Process vs. Product: Being vulnerable as an artist
I've been reflecting a lot this past year on what it is to be an artist - the product vs. the process. I spend a lot of time behind the scenes preparing the product in order to share it with the world, in the form of a show or a song or an album. But I've been struck the past couple weeks about the need to also share the process. Here is a Facebook LIve video of my friend Curtis Jackson, we're in two completely different fields, he is a trainer, a strength and wellness coach, a nutrition guru, and he has a great story. https://www.facebook.com/curtis.jackson.543/videos/2048520171831831/
Watching his FB live video today drives home to me the point of being able to share one's process, one's story in how they've come to their conclusions, how they reached the 'product' that they offer the world and are passionate about. He shares a story here of how he had to put down an injured deer on the side of the road and how it affected him, his family, and his connection to food. His vulnerability is rare, and he's unafraid to put what he does out there (he gives a great recipe for his morning high-fat coffee too).
I want to do this - I want to share my processes - my writing, how I write, what I'm writing, in an unfinished form - I'm ready to be more vulnerable in the process and put off the perceived perfection of the product.
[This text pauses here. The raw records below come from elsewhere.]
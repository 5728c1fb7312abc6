use std::collections::HashMap;

use chrono::{DateTime, Utc};
use serde::{Deserialize, Serialize};

use crate::errors::ConfigError;

#[derive(Debug, Clone, Copy, PartialEq, Eq, Serialize, Deserialize)]
#[serde(rename_all = "lowercase")]
pub enum PromptStatus {
    Active,
    Draft,
    Archived,
}

/// A named, versioned text template (NewsAgent §3).
#[derive(Debug, Clone, Serialize, Deserialize)]
pub struct Prompt {
    pub id: String,
    pub name: String,
    pub status: PromptStatus,
    pub content: String,
    pub description: Option<String>,
    pub input_variables: Vec<String>,
    pub version: String,
    pub created_at: DateTime<Utc>,
}

/// The full set of prompt names the executor requires at pipeline start
/// (NewsAgent §4.3). Presence is validated when this type is constructed:
/// a missing name fails loudly here rather than at the stage that needed it.
#[derive(Debug, Clone)]
pub struct AgentPrompts {
    pub content_extractor: String,
    pub summary_system: String,
    pub summary_initial_user: String,
    pub summary_retry_user: String,
    pub validation_system: String,
    pub validation_user: String,
    pub relevance_system: String,
    pub relevance_user: String,
    pub search_system: String,
    pub search_user: String,
    pub categorization_system: String,
    pub categorization_user: String,
    pub seo_system: String,
    pub seo_user: String,
    pub translation_system: String,
    pub translation_user: String,
    pub country_extraction_system: String,
    pub country_extraction_user: String,
}

/// The logical names `AgentPrompts` requires, matching the column `name`
/// values in the `prompts` table one-to-one.
pub const REQUIRED_PROMPT_NAMES: &[&str] = &[
    "content_extractor",
    "summary_system",
    "summary_initial_user",
    "summary_retry_user",
    "validation_system",
    "validation_user",
    "relevance_system",
    "relevance_user",
    "search_system",
    "search_user",
    "categorization_system",
    "categorization_user",
    "seo_system",
    "seo_user",
    "translation_system",
    "translation_user",
    "country_extraction_system",
    "country_extraction_user",
];

impl TryFrom<HashMap<String, String>> for AgentPrompts {
    type Error = ConfigError;

    fn try_from(mut raw: HashMap<String, String>) -> Result<Self, Self::Error> {
        let mut missing = Vec::new();
        macro_rules! take {
            ($name:literal) => {
                match raw.remove($name) {
                    Some(v) => v,
                    None => {
                        missing.push($name);
                        String::new()
                    }
                }
            };
        }

        let content_extractor = take!("content_extractor");
        let summary_system = take!("summary_system");
        let summary_initial_user = take!("summary_initial_user");
        let summary_retry_user = take!("summary_retry_user");
        let validation_system = take!("validation_system");
        let validation_user = take!("validation_user");
        let relevance_system = take!("relevance_system");
        let relevance_user = take!("relevance_user");
        let search_system = take!("search_system");
        let search_user = take!("search_user");
        let categorization_system = take!("categorization_system");
        let categorization_user = take!("categorization_user");
        let seo_system = take!("seo_system");
        let seo_user = take!("seo_user");
        let translation_system = take!("translation_system");
        let translation_user = take!("translation_user");
        let country_extraction_system = take!("country_extraction_system");
        let country_extraction_user = take!("country_extraction_user");

        if !missing.is_empty() {
            return Err(ConfigError::MissingPrompts(missing));
        }

        Ok(Self {
            content_extractor,
            summary_system,
            summary_initial_user,
            summary_retry_user,
            validation_system,
            validation_user,
            relevance_system,
            relevance_user,
            search_system,
            search_user,
            categorization_system,
            categorization_user,
            seo_system,
            seo_user,
            translation_system,
            translation_user,
            country_extraction_system,
            country_extraction_user,
        })
    }
}

/// Admin-managed category, backing the `name -> external_id` lookup
/// `categorize_article` resolves predictions against.
#[derive(Debug, Clone, Serialize, Deserialize)]
pub struct Category {
    pub id: String,
    pub name: String,
    pub external_id: String,
}

#[derive(Debug, Clone, Serialize, Deserialize)]
pub struct EmailRecipient {
    pub id: String,
    pub email: String,
    pub name: Option<String>,
    pub is_active: bool,
}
Be on the lookout for more of this from me - getting uncomfortable, putting it out there - not because you need it, but because I need to share it, and I trust that people who might be interested in it might be able to give me some feedback from their experiences and help me grow. I'm not sure what form it'll take, or if I'll fail or succeed at doing it, but I'm going to try.
I've always hoped my songs, my product, would help people in their lives - with whatever, some sort of togetherness in the struggle, an empathetic experience through music. It's time though for me to step into the next phase of that, to stop hiding behind curtains while I 'perfect' something, and to just put it out there as I'm doing it. It's an amazing world that is connected out there through technology, let's fill it with positive stuff!
Has anybody else out there read "Show Your Work" by Austin Kleon? I'm in the middle of digesting it now, and it is reinforcing these feelings.
Cheers, all! And thanks Curtis!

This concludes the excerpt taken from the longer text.